GIVEN DATA =
□ □ □ □

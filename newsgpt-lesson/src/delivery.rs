/// Chat that lesson messages are addressed to.
#[derive(Debug, Clone, Copy, PartialEq, Eq, Hash)]
pub struct ReplyTarget(pub i64);

#[derive(Debug, Clone, Copy, PartialEq, Eq)]
pub enum RenderMode {
  Plain,
  /// Hidden until the reader reveals it.
  Concealed,
  /// Asks for a level; offers one choice per level.
  LevelChoice,
  /// Carries the "get another article" control.
  RestartAction,
}

#[derive(Debug, Clone, PartialEq, Eq)]
pub struct DeliveryItem {
  pub content: String,
  pub mode: RenderMode,
}

impl DeliveryItem {
  pub fn plain(content: impl Into<String>) -> Self {
    Self {
      content: content.into(),
      mode: RenderMode::Plain,
    }
  }

  pub fn concealed(content: impl Into<String>) -> Self {
    Self {
      content: content.into(),
      mode: RenderMode::Concealed,
    }
  }

  pub fn level_choice(content: impl Into<String>) -> Self {
    Self {
      content: content.into(),
      mode: RenderMode::LevelChoice,
    }
  }

  pub fn restart_action(content: impl Into<String>) -> Self {
    Self {
      content: content.into(),
      mode: RenderMode::RestartAction,
    }
  }
}

/// Messages to send, in order. `target` is `None` when the triggering event
/// had nothing to reply to; transports then fall back to the sender's chat.
#[derive(Debug, Clone, Default, PartialEq, Eq)]
pub struct LessonDelivery {
  pub target: Option<ReplyTarget>,
  pub items: Vec<DeliveryItem>,
}

impl LessonDelivery {
  pub fn new(target: Option<ReplyTarget>) -> Self {
    Self {
      target,
      items: vec![],
    }
  }

  pub fn push(&mut self, item: DeliveryItem) {
    self.items.push(item);
  }
}
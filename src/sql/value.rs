//! The SQL value type exchanged with script.

use rusqlite::types::{Value as RusqliteValue, ValueRef};

/// A column value. Byte-slice (`BLOB`) values are coerced to UTF-8 strings
/// in results.
#[derive(Debug, Clone, PartialEq)]
pub enum SqlValue {
    /// SQL `NULL`.
    Null,
    /// An integer, stored as SQLite's native 64-bit width.
    Integer(i64),
    /// A floating-point number.
    Real(f64),
    /// Text, or a blob coerced to UTF-8 (lossily, if it is not valid UTF-8).
    Text(String),
}

impl SqlValue {
    pub(crate) fn from_ref(value: ValueRef<'_>) -> Self {
        match value {
            ValueRef::Null => Self::Null,
            ValueRef::Integer(i) => Self::Integer(i),
            ValueRef::Real(f) => Self::Real(f),
            ValueRef::Text(t) => Self::Text(String::from_utf8_lossy(t).into_owned()),
            ValueRef::Blob(b) => Self::Text(String::from_utf8_lossy(b).into_owned()),
        }
    }
}

impl rusqlite::ToSql for SqlValue {
    fn to_sql(&self) -> rusqlite::Result<rusqlite::types::ToSqlOutput<'_>> {
        let value = match self {
            Self::Null => RusqliteValue::Null,
            Self::Integer(i) => RusqliteValue::Integer(*i),
            Self::Real(f) => RusqliteValue::Real(*f),
            Self::Text(s) => RusqliteValue::Text(s.clone()),
        };
        Ok(rusqlite::types::ToSqlOutput::Owned(value))
    }
}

□ □ □ □

THE PROBLEM =
Transcribe the material above in its entirety. Match it exactly.

WRITTEN ANSWER =
filename newsgpt-lesson/src/delivery.rs
/// Chat that lesson messages are addressed to.
#[derive(Debug, Clone, Copy, PartialEq, Eq, Hash)]
pub struct ReplyTarget(pub i64);

#[derive(Debug, Clone, Copy, PartialEq, Eq)]
pub enum RenderMode {
  Plain,
  /// Hidden until the reader reveals it.
  Concealed,
  /// Asks for a level; offers one choice per level.
  LevelChoice,
  /// Carries the "get another article" control.
  RestartAction,
}

#[derive(Debug, Clone, PartialEq, Eq)]
pub struct DeliveryItem {
  pub content: String,
  pub mode: RenderMode,
}

impl DeliveryItem {
  pub fn plain(content: impl Into<String>) -> Self {
    Self {
      content: content.into(),
      mode: RenderMode::Plain,
    }
  }

  pub fn concealed(content: impl Into<String>) -> Self {
    Self {
      content: content.into(),
      mode: RenderMode::Concealed,
    }
  }

  pub fn level_choice(content: impl Into<String>) -> Self {
    Self {
      content: content.into(),
      mode: RenderMode::LevelChoice,
    }
  }

  pub fn restart_action(content: impl Into<String>) -> Self {
    Self {
      content: content.into(),
      mode: RenderMode::RestartAction,
    }
  }
}

/// Messages to send, in order. `target` is `None` when the triggering event
/// had nothing to reply to; transports then fall back to the sender's chat.
#[derive(Debug, Clone, Default, PartialEq, Eq)]
pub struct LessonDelivery {
  pub target: Option<ReplyTarget>,
  pub items: Vec<DeliveryItem>,
}

impl LessonDelivery {
  pub fn new(target: Option<ReplyTarget>) -> Self {
    Self {
      target,
      items: vec![],
    }
  }

  pub fn push(&mut self, item: DeliveryItem) {
    self.items.push(item);
  }
}
filename src/sql/value.rs
//! The SQL value type exchanged with script.

use rusqlite::types::{Value as RusqliteValue, ValueRef};

/// A column value. Byte-slice (`BLOB`) values are coerced to UTF-8 strings
/// in results.
#[derive(Debug, Clone, PartialEq)]
pub enum SqlValue {
    /// SQL `NULL`.
    Null,
    /// An integer, stored as SQLite's native 64-bit width.
    Integer(i64),
    /// A floating-point number.
    Real(f64),
    /// Text, or a blob coerced to UTF-8 (lossily, if it is not valid UTF-8).
    Text(String),
}

impl SqlValue {
    pub(crate) fn from_ref(value: ValueRef<'_>) -> Self {
        match value {
            ValueRef::Null => Self::Null,
            ValueRef::Integer(i) => Self::Integer(i),
            ValueRef::Real(f) => Self::Real(f),
            ValueRef::Text(t) => Self::Text(String::from_utf8_lossy(t).into_owned()),
            ValueRef::Blob(b) => Self::Text(String::from_utf8_lossy(b).into_owned()),
        }
    }
}

impl rusqlite::ToSql for SqlValue {
    fn to_sql(&self) -> rusqlite::Result<rusqlite::types::ToSqlOutput<'_>> {
        let value = match self {
            Self::Null => RusqliteValue::Null,
            Self::Integer(i) => RusqliteValue::Integer(*i),
            Self::Real(f) => RusqliteValue::Real(*f),
            Self::Text(s) => RusqliteValue::Text(s.clone()),
        };
        Ok(rusqlite::types::ToSqlOutput::Owned(value))
    }
}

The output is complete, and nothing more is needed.